## EXERCISE
After locating the line that contains "#[derive(Debug, Error)]", restate it and each later line word for word through the end of the records.

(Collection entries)
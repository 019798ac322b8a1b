//! Errors surfaced by the public workflow API
//!
//! Device I/O itself reports `anyhow::Error`; transport and malformed
//! responses are treated alike and only ever reach the presentation layer as
//! a [`FailureReason`](crate::workflow::FailureReason).

use crate::types::WorkflowKind;
use thiserror::Error;

/// User input that was rejected before any request was made
#[derive(Clone, Debug, Default, Error, PartialEq, Eq)]
#[error("{}", .problems.join("; "))]
pub struct ValidationError {
    pub problems: Vec<String>,
}

impl ValidationError {
    pub(crate) fn push(&mut self, problem: impl Into<String>) {
        self.problems.push(problem.into());
    }

    pub(crate) fn into_result<T>(self, value: T) -> Result<T, ValidationError> {
        if self.problems.is_empty() {
            Ok(value)
        } else {
            Err(self)
        }
    }
}

#[derive(Debug, Error)]
pub enum WorkflowError {
    #[error("invalid input: {0}")]
    Validation(#[from] ValidationError),
    #[error("failed to {action} {kind}: workflow controller is not running")]
    ControllerGone {
        action: &'static str,
        kind: WorkflowKind,
    },
}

## EXERCISE ANSWER
#[derive(Debug, Error)]
pub enum WorkflowError {
    #[error("invalid input: {0}")]
    Validation(#[from] ValidationError),
    #[error("failed to {action} {kind}: workflow controller is not running")]
    ControllerGone {
        action: &'static str,
        kind: WorkflowKind,
    },
}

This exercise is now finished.